Сиделка подошла к следующей женщине, пока остальные со стиснутыми зубами и желваками на щеках следили за ее обходом, встревоженно подсчитывая в уме, сколько осталось шаров и какого они цвета. У ворот нам было сказано, что возраст детей не должен превышать двух месяцев и они должны быть здоровы. Но многие дети выглядели больными или истощенными. Некоторым исполнилось не менее полугода; их так плотно пеленали, чтобы они казались меньше, что они плакали от скованности и неудобства. Клара во всех отношениях была самой маленькой из них. Она не открывала глаз с тех пор, как мы пришли. Если мы скоро расстанемся, она даже не узнает об этом. Сейчас мне больше всего хотелось свернуться вокруг нее в постели, словно кошка, и вернуться через месяц. Я думала о безмолвном стыде Эйба. Наши комнатушки были пропитаны этим стыдом; он въедался в стены, как угольная копоть, и гноил деревянные балки. Я думала о том, что могла бы брать ее с собой в Биллингсгейт[2], где она сидела бы на лотке моего отца, как миниатюрная фигура на носу корабля. Русалочка, найденная в море и выставленная на обозрение у креветочного лотка Абрахама Брайта. Иногда я воображала, как буду носить ее с собой, привязав к груди, оставив руки свободными, чтобы набирать креветок из корытца. Я видела уличных торговок с младенцами, прикрепленными спереди широкими ремнями, но что случалось с этими детьми, когда они вырастали из таких люлек? Когда они становились ползающими и прыгающими существами с пустыми и голодными ртами?

 

Какая-то женщина, вытащившая черный шар, громко запричитала. На ее лице и на лице ее младенца кривилась одна и та же маска отчаяния.

– Я не могу содержать его! – всхлипывала она. – Пожалуйста, вы должны забрать его!
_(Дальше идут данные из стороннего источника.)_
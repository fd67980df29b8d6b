//! Scene model: a flat collection of named entities with optional point,
//! label and polyline-volume graphics.

pub mod color;
pub mod tube;

pub use color::{Color, ParseColorError};
pub use tube::{build_tube_mesh, circle_shape, TubeError, TubeMesh};

use crate::geo::{BoundingSphere, Cartesian3, Position};

/// Identifier handed out by [`EntityCollection::add`]. Never reused.
#[derive(Debug, Clone, Copy, PartialEq, Eq, Hash, PartialOrd, Ord)]
pub struct EntityId(u64);

impl std::fmt::Display for EntityId {
    fn fmt(&self, f: &mut std::fmt::Formatter<'_>) -> std::fmt::Result {
        write!(f, "#{}", self.0)
    }
}

/// Screen-space point marker.
#[derive(Debug, Clone, PartialEq)]
pub struct PointGraphics {
    pub pixel_size: f64,
    pub color: Color,
    pub outline_color: Color,
    pub outline_width: f64,
}

#[derive(Debug, Clone, Copy, PartialEq, Eq)]
pub enum LabelStyle {
    Fill,
    Outline,
    FillAndOutline,
}

#[derive(Debug, Clone, Copy, PartialEq, Eq)]
pub enum VerticalOrigin {
    Center,
    Bottom,
    Top,
}

/// Text drawn next to an entity.
#[derive(Debug, Clone, PartialEq)]
pub struct LabelGraphics {
    pub text: String,
    pub font: String,
    pub style: LabelStyle,
    pub outline_width: f64,
    pub vertical_origin: VerticalOrigin,
    /// Offset in pixels, `y` grows downwards.
    pub pixel_offset: (f64, f64),
}

/// A 2D shape swept along a list of positions.
#[derive(Debug, Clone, PartialEq)]
pub struct PolylineVolumeGraphics {
    pub positions: Vec<Position>,
    pub shape: Vec<[f64; 2]>,
    pub material: Color,
    pub outline: bool,
    pub outline_color: Color,
    /// Mesh built from `positions` and `shape`. `None` when the path has
    /// fewer than two distinct points.
    pub mesh: Option<TubeMesh>,
}

impl PolylineVolumeGraphics {
    /// Builds the graphics and its mesh. A degenerate path still yields the
    /// graphics, with no mesh.
    pub fn new(
        positions: Vec<Position>,
        shape: Vec<[f64; 2]>,
        material: Color,
        outline_color: Color,
    ) -> Self {
        let mesh = match build_tube_mesh(&positions, &shape) {
            Ok(mesh) => Some(mesh),
            Err(e) => {
                tracing::debug!(error = %e, "tube mesh not built");
                None
            }
        };
        Self {
            positions,
            shape,
            material,
            outline: true,
            outline_color,
            mesh,
        }
    }
}

/// Something placed in the scene.
#[derive(Debug, Clone, PartialEq, Default)]
pub struct Entity {
    pub name: String,
    pub position: Option<Position>,
    pub point: Option<PointGraphics>,
    pub label: Option<LabelGraphics>,
    pub polyline_volume: Option<PolylineVolumeGraphics>,
}

impl Entity {
    pub fn new(name: impl Into<String>) -> Self {
        Self {
            name: name.into(),
            ..Self::default()
        }
    }

    /// Sphere around everything the entity draws, used to frame the camera.
    pub fn bounding_sphere(&self) -> Option<BoundingSphere> {
        let mut points: Vec<Cartesian3> = Vec::new();
        if let Some(p) = self.position {
            points.push(p.to_cartesian());
        }
        if let Some(volume) = &self.polyline_volume {
            points.extend(volume.positions.iter().map(Position::to_cartesian));
        }
        BoundingSphere::from_points(&points)
    }
}

/// Entities in insertion order.
#[derive(Debug, Default)]
pub struct EntityCollection {
    entities: Vec<(EntityId, Entity)>,
    next_id: u64,
}

impl EntityCollection {
    pub fn new() -> Self {
        Self::default()
    }

    pub fn add(&mut self, entity: Entity) -> EntityId {
        let id = EntityId(self.next_id);
        self.next_id += 1;
        tracing::trace!(%id, name = %entity.name, "entity added");
        self.entities.push((id, entity));
        id
    }

    /// Removes the entity. Returns `false` if it was not present.
    pub fn remove(&mut self, id: EntityId) -> bool {
        let before = self.entities.len();
        self.entities.retain(|(eid, _)| *eid != id);
        let removed = self.entities.len() != before;
        if removed {
            tracing::trace!(%id, "entity removed");
        }
        removed
    }

    pub fn get(&self, id: EntityId) -> Option<&Entity> {
        self.entities
            .iter()
            .find(|(eid, _)| *eid == id)
            .map(|(_, e)| e)
    }

    pub fn get_mut(&mut self, id: EntityId) -> Option<&mut Entity> {
        self.entities
            .iter_mut()
            .find(|(eid, _)| *eid == id)
            .map(|(_, e)| e)
    }

    pub fn contains(&self, id: EntityId) -> bool {
        self.get(id).is_some()
    }

    pub fn len(&self) -> usize {
        self.entities.len()
    }

    pub fn is_empty(&self) -> bool {
        self.entities.is_empty()
    }

    pub fn iter(&self) -> impl Iterator<Item = (EntityId, &Entity)> {
        self.entities.iter().map(|(id, e)| (*id, e))
    }
}

#[cfg(test)]
mod tests {
    use super::*;

    #[test]
    fn ids_are_never_reused() {
        let mut scene = EntityCollection::new();
        let a = scene.add(Entity::new("a"));
        assert!(scene.remove(a));
        let b = scene.add(Entity::new("b"));
        assert_ne!(a, b);
        assert!(scene.get(a).is_none());
        assert_eq!(scene.get(b).map(|e| e.name.as_str()), Some("b"));
    }

    #[test]
    fn remove_missing_returns_false() {
        let mut scene = EntityCollection::new();
        let a = scene.add(Entity::new("a"));
        assert!(scene.remove(a));
        assert!(!scene.remove(a));
        assert!(scene.is_empty());
    }

    #[test]
    fn iter_keeps_insertion_order() {
        let mut scene = EntityCollection::new();
        scene.add(Entity::new("first"));
        scene.add(Entity::new("second"));
        let names: Vec<_> = scene.iter().map(|(_, e)| e.name.clone()).collect();
        assert_eq!(names, ["first", "second"]);
    }

    #[test]
    fn get_mut_moves_entity() {
        let mut scene = EntityCollection::new();
        let id = scene.add(Entity::new("bit"));
        scene.get_mut(id).unwrap().position = Some(Position::new(1.0, 2.0, 3.0));
        assert_eq!(scene.get(id).unwrap().position, Some(Position::new(1.0, 2.0, 3.0)));
    }

    #[test]
    fn degenerate_volume_has_no_mesh() {
        let p = Position::new(50.0, 25.0, 0.0);
        let volume = PolylineVolumeGraphics::new(
            vec![p, p],
            circle_shape(0.5, 8),
            Color::WHITE,
            Color::BLACK,
        );
        assert!(volume.mesh.is_none());
        assert!(volume.outline);
    }

    #[test]
    fn bounding_sphere_covers_volume() {
        let mut e = Entity::new("pipe");
        assert!(e.bounding_sphere().is_none());
        e.polyline_volume = Some(PolylineVolumeGraphics::new(
            vec![Position::new(50.0, 25.0, 0.0), Position::new(50.0, 25.0, -200.0)],
            circle_shape(0.5, 8),
            Color::WHITE,
            Color::BLACK,
        ));
        let sphere = e.bounding_sphere().unwrap();
        assert!((sphere.radius - 100.0).abs() < 1.0);
    }
}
Пока сиделки успокаивали ее, а все остальные отвернулись, чтобы дать ей сохранить остатки достоинства, я зевнула так широко, что едва не вывихнула челюсть. За последние двое суток, пока продолжались родовые схватки, я не проспала и одного часа. Утром Нед с малышкой сел перед камином, чтобы я могла немного подремать, но мне было так больно, что я не могла заснуть. У меня до сих пор все болело, а завтра мне нужно было выходить на работу. Сегодня вечером я не могла вернуться домой с Кларой на руках: это было невозможно. Но с другой стороны, я не могла бросить ее у порога на поживу крысам. Когда я была девочкой, то видела мертвого младенца у навозной кучи на обочине, и эта картина снилась мне несколько месяцев.

Комната была ярко освещена, а я так устала, что не обратила внимания, когда меня отвели в маленькую боковую комнату и велели подождать. Эйб последовал за мной и плотно закрыл дверь, отрезав нас от звуков рыданий и звона бокалов с хересом. Сама бы я сейчас выпила чашку теплого молока или немного пива; меня неудержимо клонило ко сну.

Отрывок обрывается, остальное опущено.